Dataset records
====================

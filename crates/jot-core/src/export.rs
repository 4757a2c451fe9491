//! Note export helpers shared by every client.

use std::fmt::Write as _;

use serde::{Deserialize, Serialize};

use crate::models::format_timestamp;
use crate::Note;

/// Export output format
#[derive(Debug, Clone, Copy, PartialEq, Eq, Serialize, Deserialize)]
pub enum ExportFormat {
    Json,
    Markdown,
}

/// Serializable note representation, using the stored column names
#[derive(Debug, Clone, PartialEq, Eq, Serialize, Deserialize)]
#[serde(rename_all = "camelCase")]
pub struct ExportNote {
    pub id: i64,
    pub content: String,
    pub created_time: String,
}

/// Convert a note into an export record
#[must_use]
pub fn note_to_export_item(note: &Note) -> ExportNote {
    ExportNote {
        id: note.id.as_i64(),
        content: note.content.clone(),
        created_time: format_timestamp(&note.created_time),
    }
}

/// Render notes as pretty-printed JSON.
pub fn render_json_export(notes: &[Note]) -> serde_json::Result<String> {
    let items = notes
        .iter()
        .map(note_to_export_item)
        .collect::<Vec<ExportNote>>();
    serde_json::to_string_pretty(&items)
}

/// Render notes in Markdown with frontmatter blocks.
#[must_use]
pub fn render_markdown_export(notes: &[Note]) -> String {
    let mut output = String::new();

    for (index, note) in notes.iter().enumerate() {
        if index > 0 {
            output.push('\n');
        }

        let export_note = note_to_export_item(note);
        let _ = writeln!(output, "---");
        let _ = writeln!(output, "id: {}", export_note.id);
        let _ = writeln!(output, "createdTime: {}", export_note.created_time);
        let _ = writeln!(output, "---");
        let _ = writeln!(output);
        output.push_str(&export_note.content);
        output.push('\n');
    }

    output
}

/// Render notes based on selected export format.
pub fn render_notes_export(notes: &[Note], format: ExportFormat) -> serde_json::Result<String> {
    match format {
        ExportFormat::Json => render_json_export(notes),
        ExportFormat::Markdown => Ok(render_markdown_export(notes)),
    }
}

====================

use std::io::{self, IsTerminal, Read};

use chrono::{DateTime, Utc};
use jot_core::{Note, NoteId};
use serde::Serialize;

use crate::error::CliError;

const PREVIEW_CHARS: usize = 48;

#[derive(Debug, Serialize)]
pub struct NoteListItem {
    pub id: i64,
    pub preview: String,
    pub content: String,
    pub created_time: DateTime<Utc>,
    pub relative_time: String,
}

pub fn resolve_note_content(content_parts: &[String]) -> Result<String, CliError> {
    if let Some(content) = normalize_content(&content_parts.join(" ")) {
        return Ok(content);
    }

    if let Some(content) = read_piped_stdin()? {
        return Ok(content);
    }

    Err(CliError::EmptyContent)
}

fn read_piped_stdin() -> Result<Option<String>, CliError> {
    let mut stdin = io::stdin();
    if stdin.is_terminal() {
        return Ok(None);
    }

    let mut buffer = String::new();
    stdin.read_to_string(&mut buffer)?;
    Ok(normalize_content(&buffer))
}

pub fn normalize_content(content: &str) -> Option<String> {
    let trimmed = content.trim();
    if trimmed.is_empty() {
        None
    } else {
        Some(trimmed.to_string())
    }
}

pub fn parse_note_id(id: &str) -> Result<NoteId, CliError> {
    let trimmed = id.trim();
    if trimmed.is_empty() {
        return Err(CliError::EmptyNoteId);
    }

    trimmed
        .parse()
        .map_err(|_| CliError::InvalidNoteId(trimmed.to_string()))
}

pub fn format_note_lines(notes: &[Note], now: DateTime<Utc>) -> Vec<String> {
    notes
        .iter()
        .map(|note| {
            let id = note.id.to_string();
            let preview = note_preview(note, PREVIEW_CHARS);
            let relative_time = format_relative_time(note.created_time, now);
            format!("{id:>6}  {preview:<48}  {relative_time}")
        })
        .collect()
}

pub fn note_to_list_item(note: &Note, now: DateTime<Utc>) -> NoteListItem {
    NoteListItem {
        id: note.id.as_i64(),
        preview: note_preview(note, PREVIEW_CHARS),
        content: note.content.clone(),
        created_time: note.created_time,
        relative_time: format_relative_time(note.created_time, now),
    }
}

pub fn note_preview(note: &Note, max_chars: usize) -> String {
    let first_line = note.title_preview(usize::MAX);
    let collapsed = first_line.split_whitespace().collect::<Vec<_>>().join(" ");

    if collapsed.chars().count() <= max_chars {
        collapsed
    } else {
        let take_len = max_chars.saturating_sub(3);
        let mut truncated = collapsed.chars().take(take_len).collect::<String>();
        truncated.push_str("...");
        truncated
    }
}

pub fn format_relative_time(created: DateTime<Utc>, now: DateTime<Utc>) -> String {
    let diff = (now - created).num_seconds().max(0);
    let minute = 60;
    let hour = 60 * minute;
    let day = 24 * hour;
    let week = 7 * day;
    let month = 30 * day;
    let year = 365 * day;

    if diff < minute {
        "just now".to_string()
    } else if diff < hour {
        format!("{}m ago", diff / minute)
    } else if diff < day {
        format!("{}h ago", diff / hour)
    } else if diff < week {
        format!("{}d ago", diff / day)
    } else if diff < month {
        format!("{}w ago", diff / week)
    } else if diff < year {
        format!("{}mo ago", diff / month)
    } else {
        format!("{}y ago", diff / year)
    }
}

====================

Task statement: Report each line in the entries where the string "week" occurs.

Result of this task:
    let week = 7 * day;
    } else if diff < week {
        format!("{}w ago", diff / week)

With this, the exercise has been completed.